Task: In the records below, find every line that contains "const" and list it.

Data for review:
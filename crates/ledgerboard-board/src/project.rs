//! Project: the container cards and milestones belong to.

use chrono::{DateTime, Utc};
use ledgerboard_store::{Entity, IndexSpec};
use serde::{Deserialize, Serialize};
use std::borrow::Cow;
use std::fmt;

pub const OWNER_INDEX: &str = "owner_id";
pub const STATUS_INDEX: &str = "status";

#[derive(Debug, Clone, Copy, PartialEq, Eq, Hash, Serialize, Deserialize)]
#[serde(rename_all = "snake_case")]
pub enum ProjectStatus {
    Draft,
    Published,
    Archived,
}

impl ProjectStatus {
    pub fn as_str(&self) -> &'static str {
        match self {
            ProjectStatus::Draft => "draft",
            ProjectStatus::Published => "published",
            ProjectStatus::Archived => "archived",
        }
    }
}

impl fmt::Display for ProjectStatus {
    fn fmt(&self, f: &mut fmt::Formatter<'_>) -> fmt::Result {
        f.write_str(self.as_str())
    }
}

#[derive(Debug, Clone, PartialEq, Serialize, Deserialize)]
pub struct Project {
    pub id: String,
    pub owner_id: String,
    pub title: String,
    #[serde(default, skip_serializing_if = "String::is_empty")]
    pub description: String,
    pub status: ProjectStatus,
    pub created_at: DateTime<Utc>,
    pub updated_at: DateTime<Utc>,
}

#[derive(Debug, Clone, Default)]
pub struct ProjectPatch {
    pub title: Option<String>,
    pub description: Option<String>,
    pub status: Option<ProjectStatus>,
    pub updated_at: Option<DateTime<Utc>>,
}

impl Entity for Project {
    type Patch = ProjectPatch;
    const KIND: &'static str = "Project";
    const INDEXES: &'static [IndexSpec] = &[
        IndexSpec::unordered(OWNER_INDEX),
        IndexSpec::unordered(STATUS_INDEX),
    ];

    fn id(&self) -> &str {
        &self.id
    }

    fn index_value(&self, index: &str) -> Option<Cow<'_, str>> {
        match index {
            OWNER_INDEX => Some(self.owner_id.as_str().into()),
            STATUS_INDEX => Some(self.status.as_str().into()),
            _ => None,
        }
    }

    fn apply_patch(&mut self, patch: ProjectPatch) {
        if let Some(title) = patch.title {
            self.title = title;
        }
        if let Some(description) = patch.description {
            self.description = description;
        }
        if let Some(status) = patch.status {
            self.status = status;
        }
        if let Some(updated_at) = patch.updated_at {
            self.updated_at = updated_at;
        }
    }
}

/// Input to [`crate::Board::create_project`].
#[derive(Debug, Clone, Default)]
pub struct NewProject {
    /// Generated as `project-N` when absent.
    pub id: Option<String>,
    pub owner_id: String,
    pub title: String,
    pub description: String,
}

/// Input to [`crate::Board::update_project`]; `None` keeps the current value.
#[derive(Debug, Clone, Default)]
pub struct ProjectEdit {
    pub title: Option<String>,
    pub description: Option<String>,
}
--
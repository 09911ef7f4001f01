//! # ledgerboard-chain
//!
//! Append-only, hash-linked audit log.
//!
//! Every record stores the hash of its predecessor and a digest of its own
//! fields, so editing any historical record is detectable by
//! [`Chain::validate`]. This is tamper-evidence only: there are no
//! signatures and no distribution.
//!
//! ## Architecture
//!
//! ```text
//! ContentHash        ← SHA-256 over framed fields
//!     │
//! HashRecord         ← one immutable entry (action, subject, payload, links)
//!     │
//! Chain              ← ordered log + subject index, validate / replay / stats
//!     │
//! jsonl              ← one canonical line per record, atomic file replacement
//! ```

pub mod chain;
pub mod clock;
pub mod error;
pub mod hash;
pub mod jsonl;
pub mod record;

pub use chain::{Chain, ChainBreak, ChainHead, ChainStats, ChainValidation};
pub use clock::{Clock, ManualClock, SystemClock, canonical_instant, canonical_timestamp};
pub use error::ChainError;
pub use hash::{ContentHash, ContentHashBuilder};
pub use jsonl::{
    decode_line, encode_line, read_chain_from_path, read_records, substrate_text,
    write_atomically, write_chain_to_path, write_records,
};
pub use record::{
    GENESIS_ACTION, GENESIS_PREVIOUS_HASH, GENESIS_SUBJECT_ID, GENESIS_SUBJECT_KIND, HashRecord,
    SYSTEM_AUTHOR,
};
--
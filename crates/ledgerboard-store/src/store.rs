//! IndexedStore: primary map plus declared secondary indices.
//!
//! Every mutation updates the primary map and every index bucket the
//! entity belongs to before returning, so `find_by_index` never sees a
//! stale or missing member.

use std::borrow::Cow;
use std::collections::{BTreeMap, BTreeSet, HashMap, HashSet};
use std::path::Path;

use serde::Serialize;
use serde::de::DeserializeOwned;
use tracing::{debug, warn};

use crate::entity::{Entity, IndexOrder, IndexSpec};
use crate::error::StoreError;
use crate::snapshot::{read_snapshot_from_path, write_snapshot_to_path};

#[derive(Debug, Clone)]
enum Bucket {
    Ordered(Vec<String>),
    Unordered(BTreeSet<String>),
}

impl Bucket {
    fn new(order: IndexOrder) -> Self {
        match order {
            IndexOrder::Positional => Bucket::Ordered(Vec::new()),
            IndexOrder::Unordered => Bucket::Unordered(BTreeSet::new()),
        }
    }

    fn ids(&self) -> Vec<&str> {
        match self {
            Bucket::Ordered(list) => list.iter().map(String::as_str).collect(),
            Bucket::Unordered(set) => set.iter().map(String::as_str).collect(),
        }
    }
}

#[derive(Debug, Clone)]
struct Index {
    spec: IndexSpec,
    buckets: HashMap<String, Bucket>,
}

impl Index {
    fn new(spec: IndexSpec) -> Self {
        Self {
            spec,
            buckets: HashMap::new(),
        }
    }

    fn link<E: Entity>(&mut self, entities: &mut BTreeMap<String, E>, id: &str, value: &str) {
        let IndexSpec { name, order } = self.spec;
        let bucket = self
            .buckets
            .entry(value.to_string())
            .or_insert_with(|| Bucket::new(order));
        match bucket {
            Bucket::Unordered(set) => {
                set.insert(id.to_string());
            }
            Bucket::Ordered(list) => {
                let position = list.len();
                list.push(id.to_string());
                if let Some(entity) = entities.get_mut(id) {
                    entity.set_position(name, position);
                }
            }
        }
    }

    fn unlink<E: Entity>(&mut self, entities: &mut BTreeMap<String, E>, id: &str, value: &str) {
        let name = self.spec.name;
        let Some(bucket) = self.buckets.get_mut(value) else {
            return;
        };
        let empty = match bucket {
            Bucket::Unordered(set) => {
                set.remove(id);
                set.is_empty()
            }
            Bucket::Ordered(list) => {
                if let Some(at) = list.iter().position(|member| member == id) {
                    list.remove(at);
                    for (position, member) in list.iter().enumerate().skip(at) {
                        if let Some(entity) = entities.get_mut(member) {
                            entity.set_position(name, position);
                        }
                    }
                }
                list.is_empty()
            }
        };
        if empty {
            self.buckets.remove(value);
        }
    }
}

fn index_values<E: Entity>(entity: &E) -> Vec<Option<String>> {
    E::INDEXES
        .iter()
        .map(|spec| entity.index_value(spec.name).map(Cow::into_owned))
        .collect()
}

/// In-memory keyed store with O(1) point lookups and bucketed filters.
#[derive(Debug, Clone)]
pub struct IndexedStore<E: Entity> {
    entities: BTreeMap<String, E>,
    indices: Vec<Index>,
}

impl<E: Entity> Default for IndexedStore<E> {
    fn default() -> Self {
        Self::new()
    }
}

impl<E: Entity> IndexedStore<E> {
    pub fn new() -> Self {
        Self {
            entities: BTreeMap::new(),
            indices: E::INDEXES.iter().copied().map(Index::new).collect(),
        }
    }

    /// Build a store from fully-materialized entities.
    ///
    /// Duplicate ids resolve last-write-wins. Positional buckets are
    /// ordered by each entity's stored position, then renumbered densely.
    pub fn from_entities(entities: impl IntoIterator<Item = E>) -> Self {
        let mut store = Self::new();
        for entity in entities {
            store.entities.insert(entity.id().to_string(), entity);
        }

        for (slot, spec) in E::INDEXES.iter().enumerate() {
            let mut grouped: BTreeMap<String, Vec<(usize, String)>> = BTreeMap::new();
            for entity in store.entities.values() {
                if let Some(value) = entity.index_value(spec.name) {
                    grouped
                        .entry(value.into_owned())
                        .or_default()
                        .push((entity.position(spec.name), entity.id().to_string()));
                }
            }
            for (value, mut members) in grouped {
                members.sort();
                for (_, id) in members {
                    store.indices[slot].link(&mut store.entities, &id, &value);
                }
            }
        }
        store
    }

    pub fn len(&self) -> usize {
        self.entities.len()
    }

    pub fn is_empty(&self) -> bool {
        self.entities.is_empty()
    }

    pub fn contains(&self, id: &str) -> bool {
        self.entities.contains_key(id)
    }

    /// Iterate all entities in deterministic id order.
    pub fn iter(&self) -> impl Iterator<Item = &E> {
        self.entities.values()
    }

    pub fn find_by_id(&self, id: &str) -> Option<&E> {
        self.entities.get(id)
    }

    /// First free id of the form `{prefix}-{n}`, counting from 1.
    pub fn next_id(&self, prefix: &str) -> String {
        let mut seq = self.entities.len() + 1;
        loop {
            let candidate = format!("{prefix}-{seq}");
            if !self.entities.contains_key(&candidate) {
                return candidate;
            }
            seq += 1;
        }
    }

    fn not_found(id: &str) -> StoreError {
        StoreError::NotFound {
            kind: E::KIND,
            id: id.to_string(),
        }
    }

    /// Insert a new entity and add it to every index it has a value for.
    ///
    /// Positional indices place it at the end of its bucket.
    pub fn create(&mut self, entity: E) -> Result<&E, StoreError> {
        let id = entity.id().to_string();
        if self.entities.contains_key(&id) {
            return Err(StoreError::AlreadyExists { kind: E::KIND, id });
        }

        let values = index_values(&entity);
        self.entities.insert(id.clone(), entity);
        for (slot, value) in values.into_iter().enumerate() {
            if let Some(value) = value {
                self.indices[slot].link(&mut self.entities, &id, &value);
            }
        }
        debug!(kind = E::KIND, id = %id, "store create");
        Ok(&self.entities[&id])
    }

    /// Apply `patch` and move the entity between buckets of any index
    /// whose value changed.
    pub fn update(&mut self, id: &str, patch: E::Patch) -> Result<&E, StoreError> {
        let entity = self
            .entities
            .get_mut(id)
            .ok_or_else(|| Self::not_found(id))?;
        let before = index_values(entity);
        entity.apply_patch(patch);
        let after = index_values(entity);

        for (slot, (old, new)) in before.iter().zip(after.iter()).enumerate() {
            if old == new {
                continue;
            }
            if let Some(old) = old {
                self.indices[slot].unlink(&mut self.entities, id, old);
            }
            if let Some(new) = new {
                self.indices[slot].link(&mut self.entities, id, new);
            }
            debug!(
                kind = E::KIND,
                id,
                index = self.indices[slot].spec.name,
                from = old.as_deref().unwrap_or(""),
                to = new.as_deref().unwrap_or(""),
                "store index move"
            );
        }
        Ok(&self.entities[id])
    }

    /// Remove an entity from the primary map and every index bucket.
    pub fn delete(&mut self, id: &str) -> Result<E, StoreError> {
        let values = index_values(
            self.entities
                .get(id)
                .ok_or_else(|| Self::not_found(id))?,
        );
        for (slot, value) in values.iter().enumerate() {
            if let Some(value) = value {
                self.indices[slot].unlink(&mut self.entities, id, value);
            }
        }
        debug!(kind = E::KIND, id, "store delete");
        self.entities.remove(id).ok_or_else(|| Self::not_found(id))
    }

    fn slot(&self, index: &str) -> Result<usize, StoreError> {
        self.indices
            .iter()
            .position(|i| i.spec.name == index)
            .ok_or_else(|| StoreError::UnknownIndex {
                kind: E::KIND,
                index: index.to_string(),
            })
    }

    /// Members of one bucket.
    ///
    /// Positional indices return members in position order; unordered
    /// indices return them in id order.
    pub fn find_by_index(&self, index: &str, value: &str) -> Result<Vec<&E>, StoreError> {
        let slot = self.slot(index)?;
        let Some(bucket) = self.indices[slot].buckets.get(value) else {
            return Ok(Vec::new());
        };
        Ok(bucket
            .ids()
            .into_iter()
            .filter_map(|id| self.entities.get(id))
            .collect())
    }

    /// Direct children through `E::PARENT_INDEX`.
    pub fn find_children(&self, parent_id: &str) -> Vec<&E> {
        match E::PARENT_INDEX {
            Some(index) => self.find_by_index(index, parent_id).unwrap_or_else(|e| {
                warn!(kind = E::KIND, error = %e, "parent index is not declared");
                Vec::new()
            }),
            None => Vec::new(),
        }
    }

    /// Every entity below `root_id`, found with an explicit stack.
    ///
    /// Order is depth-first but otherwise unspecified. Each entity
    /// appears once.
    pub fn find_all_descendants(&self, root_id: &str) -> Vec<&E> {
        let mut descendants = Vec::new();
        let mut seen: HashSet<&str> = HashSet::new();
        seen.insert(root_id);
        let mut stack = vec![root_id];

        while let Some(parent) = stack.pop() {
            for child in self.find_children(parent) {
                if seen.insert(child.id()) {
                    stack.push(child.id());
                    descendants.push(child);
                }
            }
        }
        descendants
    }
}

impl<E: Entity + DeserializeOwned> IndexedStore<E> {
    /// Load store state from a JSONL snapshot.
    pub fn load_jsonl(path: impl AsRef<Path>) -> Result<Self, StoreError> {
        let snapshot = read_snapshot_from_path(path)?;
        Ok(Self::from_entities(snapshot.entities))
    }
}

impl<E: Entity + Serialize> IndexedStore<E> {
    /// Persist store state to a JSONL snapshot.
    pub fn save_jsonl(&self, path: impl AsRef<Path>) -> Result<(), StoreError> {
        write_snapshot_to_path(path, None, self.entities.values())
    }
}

Answer section:
pub const OWNER_INDEX: &str = "owner_id";
pub const STATUS_INDEX: &str = "status";
    const KIND: &'static str = "Project";
    const INDEXES: &'static [IndexSpec] = &[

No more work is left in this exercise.